++++ Supplied records ++++
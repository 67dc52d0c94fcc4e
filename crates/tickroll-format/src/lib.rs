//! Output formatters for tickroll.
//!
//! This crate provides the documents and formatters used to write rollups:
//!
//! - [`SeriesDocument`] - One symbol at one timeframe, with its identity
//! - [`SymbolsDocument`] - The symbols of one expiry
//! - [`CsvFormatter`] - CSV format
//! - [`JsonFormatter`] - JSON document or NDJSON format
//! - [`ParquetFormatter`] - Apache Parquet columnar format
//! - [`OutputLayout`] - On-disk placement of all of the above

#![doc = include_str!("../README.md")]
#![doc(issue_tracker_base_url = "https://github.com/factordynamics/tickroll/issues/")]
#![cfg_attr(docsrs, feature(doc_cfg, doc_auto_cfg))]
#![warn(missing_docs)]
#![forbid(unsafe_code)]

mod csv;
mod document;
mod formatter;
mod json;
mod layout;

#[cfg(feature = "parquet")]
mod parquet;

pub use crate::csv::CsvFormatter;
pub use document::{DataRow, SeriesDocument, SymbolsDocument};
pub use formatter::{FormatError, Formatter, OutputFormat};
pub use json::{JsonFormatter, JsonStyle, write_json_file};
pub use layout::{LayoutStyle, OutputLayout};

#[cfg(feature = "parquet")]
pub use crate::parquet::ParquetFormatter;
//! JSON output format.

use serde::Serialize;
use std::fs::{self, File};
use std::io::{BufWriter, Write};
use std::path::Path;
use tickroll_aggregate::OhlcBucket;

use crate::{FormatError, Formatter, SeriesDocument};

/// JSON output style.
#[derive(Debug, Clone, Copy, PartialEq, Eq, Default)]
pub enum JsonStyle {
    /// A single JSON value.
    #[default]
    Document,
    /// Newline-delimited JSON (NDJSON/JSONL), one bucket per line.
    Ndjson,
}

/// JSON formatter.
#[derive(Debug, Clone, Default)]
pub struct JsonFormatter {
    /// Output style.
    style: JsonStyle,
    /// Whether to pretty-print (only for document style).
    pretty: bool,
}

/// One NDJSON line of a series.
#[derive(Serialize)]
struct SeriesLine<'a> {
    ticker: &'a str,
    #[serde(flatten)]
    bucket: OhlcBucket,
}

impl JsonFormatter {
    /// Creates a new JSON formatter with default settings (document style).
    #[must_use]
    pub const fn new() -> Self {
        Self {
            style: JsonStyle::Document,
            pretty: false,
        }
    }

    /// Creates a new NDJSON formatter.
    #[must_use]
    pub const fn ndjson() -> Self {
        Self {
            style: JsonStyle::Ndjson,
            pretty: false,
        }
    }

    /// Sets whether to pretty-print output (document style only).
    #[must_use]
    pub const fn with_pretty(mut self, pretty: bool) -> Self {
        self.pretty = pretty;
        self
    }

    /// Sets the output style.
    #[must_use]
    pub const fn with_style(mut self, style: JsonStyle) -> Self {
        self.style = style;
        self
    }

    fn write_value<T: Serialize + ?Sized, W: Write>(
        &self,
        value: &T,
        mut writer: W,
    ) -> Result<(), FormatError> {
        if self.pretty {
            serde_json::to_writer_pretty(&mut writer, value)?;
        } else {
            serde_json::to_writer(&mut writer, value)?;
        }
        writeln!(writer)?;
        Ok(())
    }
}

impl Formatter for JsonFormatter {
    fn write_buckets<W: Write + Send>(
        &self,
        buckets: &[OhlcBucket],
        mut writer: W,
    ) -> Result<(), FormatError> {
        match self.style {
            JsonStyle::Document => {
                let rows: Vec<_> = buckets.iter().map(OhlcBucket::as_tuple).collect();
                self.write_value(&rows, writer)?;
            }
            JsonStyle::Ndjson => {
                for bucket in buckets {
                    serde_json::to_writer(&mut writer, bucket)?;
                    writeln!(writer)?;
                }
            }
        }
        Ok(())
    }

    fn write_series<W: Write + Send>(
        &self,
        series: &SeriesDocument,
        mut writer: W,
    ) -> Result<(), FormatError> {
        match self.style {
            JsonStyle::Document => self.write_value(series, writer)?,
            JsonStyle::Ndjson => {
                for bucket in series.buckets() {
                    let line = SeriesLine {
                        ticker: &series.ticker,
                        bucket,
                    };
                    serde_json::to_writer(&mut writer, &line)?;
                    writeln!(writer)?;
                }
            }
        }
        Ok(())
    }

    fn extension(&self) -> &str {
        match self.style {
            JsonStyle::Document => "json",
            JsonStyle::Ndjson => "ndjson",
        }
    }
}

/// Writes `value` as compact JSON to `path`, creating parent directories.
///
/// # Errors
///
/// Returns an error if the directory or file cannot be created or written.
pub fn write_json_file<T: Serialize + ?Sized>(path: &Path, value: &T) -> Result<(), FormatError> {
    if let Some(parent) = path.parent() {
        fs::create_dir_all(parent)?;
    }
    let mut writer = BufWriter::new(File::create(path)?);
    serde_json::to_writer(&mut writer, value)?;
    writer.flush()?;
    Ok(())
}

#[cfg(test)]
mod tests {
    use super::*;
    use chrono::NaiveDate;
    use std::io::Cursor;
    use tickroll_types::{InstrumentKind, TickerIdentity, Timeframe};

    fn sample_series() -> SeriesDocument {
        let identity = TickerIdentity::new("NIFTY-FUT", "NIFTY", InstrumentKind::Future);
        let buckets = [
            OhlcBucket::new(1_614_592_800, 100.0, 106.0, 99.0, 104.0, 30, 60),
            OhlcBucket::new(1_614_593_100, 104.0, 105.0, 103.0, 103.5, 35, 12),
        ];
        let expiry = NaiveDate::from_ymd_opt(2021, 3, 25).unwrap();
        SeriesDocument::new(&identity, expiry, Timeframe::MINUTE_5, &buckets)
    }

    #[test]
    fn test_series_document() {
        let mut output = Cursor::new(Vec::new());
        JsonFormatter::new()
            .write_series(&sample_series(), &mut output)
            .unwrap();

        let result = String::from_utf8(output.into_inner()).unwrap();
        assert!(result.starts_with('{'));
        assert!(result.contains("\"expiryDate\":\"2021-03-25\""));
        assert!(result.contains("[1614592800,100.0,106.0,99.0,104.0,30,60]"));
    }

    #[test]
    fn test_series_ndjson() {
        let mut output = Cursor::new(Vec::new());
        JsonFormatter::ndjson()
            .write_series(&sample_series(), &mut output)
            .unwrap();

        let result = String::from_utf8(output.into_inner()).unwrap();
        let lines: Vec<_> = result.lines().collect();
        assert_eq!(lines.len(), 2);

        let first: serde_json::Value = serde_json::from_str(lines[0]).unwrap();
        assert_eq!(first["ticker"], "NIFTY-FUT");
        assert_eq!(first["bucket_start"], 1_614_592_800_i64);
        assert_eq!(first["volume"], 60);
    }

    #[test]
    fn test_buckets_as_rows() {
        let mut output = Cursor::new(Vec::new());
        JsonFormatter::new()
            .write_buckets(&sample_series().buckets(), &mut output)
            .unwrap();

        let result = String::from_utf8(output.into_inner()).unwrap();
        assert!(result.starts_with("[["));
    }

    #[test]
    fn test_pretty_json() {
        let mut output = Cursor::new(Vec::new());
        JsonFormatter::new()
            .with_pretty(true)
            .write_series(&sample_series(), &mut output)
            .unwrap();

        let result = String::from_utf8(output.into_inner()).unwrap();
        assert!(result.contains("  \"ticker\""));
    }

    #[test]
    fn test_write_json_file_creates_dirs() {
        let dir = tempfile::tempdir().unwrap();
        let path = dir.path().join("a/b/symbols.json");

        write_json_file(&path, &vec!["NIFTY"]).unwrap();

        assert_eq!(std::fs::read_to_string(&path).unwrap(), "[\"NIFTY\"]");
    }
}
++++
++++ Supplied records ++++
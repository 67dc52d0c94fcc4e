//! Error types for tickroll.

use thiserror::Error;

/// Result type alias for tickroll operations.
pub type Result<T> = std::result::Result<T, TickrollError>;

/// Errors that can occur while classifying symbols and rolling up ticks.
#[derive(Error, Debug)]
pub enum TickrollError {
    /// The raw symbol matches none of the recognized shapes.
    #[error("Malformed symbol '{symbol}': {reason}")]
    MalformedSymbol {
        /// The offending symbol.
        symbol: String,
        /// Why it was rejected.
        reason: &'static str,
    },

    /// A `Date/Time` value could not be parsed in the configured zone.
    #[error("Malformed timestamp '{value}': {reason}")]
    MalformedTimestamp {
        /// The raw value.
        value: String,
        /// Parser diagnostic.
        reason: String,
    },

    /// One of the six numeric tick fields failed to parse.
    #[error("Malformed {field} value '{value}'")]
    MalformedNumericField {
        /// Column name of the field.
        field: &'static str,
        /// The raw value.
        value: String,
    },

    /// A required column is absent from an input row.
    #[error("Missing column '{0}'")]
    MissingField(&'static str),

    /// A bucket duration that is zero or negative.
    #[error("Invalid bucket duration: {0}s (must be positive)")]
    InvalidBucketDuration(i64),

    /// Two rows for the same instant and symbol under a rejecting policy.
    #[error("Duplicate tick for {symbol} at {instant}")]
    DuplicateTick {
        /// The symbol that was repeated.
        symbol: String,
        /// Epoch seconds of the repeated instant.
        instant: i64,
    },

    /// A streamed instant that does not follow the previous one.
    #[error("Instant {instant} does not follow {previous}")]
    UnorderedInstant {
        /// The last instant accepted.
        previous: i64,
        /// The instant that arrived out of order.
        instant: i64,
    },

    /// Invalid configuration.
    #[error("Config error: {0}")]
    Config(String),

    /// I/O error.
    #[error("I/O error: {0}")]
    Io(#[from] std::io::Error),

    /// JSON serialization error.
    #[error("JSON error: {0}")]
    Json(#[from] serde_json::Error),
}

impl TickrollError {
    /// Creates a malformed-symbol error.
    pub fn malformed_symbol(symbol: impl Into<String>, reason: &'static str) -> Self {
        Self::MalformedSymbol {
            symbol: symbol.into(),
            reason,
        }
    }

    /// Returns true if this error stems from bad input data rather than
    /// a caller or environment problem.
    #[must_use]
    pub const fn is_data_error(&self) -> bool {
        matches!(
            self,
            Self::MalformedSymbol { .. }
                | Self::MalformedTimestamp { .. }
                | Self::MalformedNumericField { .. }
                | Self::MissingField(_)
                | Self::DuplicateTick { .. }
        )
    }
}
++++
Assignment
Using the material above, please count the lines in which the word "follow" occurs and give the number with nothing added.

Written response
2